Harnessing the Power of FME and AI to Translate Our Training Material: A Tutorial

Harnessing the Power of FME and AI to Translate Our Training Material: A Tutorial

Context

Context: Over an extended period, our training materials have primarily been in English. Given the strong language proficiency among Finland's data-oriented workforce, this hasn't posed significant issues. It's worth noting that Finland has two official languages, Swedish and Finnish, along with at least two other Sami languages spoken by indigenous communities in the northernmost regions of Europe.

However, this year, we made a strategic decision to allocate resources to create Finnish-language versions of our general training materials. What initially seemed like a straightforward process—comprising two phases: "Translate in Word" followed by "Petri, could you please check?"—unfolded into a more intricate and unexpectedly enjoyable endeavor, partly due to the limitations encountered with Word.

This realization serves as the catalyst for the tutorial ahead, where we delve into the process of constructing a pipeline to dynamically update a Word document by leveraging open-source machine learning tools.


Approach

When traditional methods failed, we turned to FME and open-source translation models for a solution.

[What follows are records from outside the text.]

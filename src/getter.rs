//! Getters: derived values over stores and other getters.
//!
//! A getter caches the current state of each dependency (`source_vals`) and
//! refreshes that cache when propagation reaches it. Reading the getter runs
//! the compute function over the cache every time; only the upstream fetch is
//! memoized.

use crate::application::Core;
use crate::error::{FluxError, Result};
use crate::events::{Destroyable, Emitter, ListenerId, Observable, StateEvent};
use crate::store::Store;
use crate::types::NodeKey;
use crate::value::Immutable;
use parking_lot::RwLock;
use std::sync::{Arc, Weak};

/// Compute function: dependency values in declaration order -> derived value.
/// `None` means "no value" and is reported as an error on read.
pub type ComputeFn = Arc<dyn Fn(&[Immutable]) -> Option<Immutable> + Send + Sync>;

/// Typed handle to a resolved dependency.
#[derive(Clone)]
pub enum Dependency {
    Store(Weak<Store>),
    Getter(Weak<Getter>),
}

impl Dependency {
    /// Current state of the dependency, if it has one.
    fn current_state(&self) -> Result<Option<Immutable>> {
        match self {
            Dependency::Store(store) => Ok(store.upgrade().and_then(|s| s.get_state())),
            Dependency::Getter(getter) => match getter.upgrade() {
                Some(g) => g.get_state(),
                None => Ok(None),
            },
        }
    }
}

/// A derived, read-only node in the dependency graph.
pub struct Getter {
    id: String,
    dependencies: Vec<String>,
    dependency_keys: Vec<NodeKey>,
    resolved: Vec<Dependency>,
    source_vals: RwLock<Vec<Immutable>>,
    compute: ComputeFn,
    emitter: Emitter,
    core: Weak<Core>,
}

impl Getter {
    /// Resolve `dependencies` (stores first, then getters) and capture their
    /// current state.
    pub(crate) fn new(
        id: String,
        dependencies: Vec<String>,
        compute: ComputeFn,
        core: &Arc<Core>,
    ) -> Result<Self> {
        let mut dependency_keys = Vec::with_capacity(dependencies.len());
        let mut resolved = Vec::with_capacity(dependencies.len());

        for dep in &dependencies {
            if dep.is_empty() {
                return Err(FluxError::InvalidDependency(id));
            }

            if let Some(store) = core.store(dep) {
                dependency_keys.push(NodeKey::store(dep.as_str()));
                resolved.push(Dependency::Store(Arc::downgrade(&store)));
            } else if let Some(getter) = core.getter(dep) {
                dependency_keys.push(NodeKey::getter(dep.as_str()));
                resolved.push(Dependency::Getter(Arc::downgrade(&getter)));
            } else {
                return Err(FluxError::UnresolvedDependency {
                    getter: id,
                    dependency: dep.clone(),
                });
            }
        }

        let getter = Self {
            id,
            dependencies,
            dependency_keys,
            resolved,
            source_vals: RwLock::new(Vec::new()),
            compute,
            emitter: Emitter::new(),
            core: Arc::downgrade(core),
        };

        let initial = getter.fetch_sources()?;
        *getter.source_vals.write() = initial;

        Ok(getter)
    }

    /// Registry id of the getter.
    pub fn id(&self) -> &str {
        &self.id
    }

    /// Dependency ids as declared.
    pub fn dependencies(&self) -> &[String] {
        &self.dependencies
    }

    pub(crate) fn dependency_keys(&self) -> &[NodeKey] {
        &self.dependency_keys
    }

    /// Cached dependency values.
    pub fn source_values(&self) -> Vec<Immutable> {
        self.source_vals.read().clone()
    }

    /// Recompute the derived value from the cached dependency values.
    ///
    /// `Ok(None)` while some dependency has no value yet.
    pub fn get_state(&self) -> Result<Option<Immutable>> {
        let source_vals = self.source_values();

        if source_vals.len() != self.resolved.len() {
            tracing::trace!("{}: not all deps have a source value", self.id);
            return Ok(None);
        }

        match (self.compute)(&source_vals) {
            Some(value) => {
                tracing::trace!("{}: has new state value of {}", self.id, value);
                Ok(Some(value))
            }
            None => Err(FluxError::GetterReturnedNothing(self.id.clone())),
        }
    }

    /// Refetch every dependency. Emits `Changing`, then `Change` only if the
    /// cached tuple differs. Returns whether it did.
    pub(crate) fn refresh(&self) -> Result<bool> {
        self.emitter.emit_changing();

        let fresh = self.fetch_sources()?;
        let changed = {
            let mut source_vals = self.source_vals.write();
            let changed = *source_vals != fresh;
            *source_vals = fresh;
            changed
        };

        if changed {
            self.emitter.emit_change();
        }
        Ok(changed)
    }

    fn fetch_sources(&self) -> Result<Vec<Immutable>> {
        let mut values = Vec::with_capacity(self.resolved.len());
        for dep in &self.resolved {
            if let Some(value) = dep.current_state()? {
                values.push(value);
            }
        }
        Ok(values)
    }
}

impl Observable for Getter {
    fn on(&self, event: StateEvent, listener: Box<dyn Fn(StateEvent) + Send + Sync>) -> ListenerId {
        self.emitter.on(event, listener)
    }

    fn off(&self, id: ListenerId) -> bool {
        self.emitter.off(id)
    }

    fn trigger(&self, event: StateEvent) {
        self.emitter.trigger(event)
    }

    fn stop_listening(&self) {
        self.emitter.stop_listening()
    }
}

impl Destroyable for Getter {
    fn destroy(&self) {
        self.emitter.trigger(StateEvent::BeforeDestroy);
        if let Some(core) = self.core.upgrade() {
            core.graph.unlink_getter(&self.id);
        }
        self.emitter.trigger(StateEvent::Destroy);
        self.emitter.stop_listening();
    }
}

impl std::fmt::Debug for Getter {
    fn fmt(&self, f: &mut std::fmt::Formatter<'_>) -> std::fmt::Result {
        f.debug_struct("Getter")
            .field("id", &self.id)
            .field("dependencies", &self.dependencies)
            .finish()
    }
}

To make things interesting, we aimed to preserve the document's layout while replacing its text.

Here are the main steps:

  1. Extract text elements and their positions from the Word document's XML tree (YES Word docx is xml and we all love XML, don't we?).
  2. Export text to CSV for translation.
  3. Translate text using AI.
  4. Update the original DOCX file with translated content.


Docx is XML and FME loves XML : Text extraction

Unzip the DOCX file and extract the "t" elements from the XML tree. This required only a few transformers.

  • TempPathnameCreator : Create a temporary folder.
  • ZipExtractorAnyExtension : Unzip the content with this transformer, developed by Takashi Iijima, a pivotal figure in the FME community and known for his insightful blog on FME and Python integration. (Special mention also to Don Murray for his contributions.)
  • Tester : Identify and select the "document.xml" file among the numerous files extracted.
  • FeatureReader : Extract the text "t" element thanks to its remarkable tree discovery tool and get their positions in the tree.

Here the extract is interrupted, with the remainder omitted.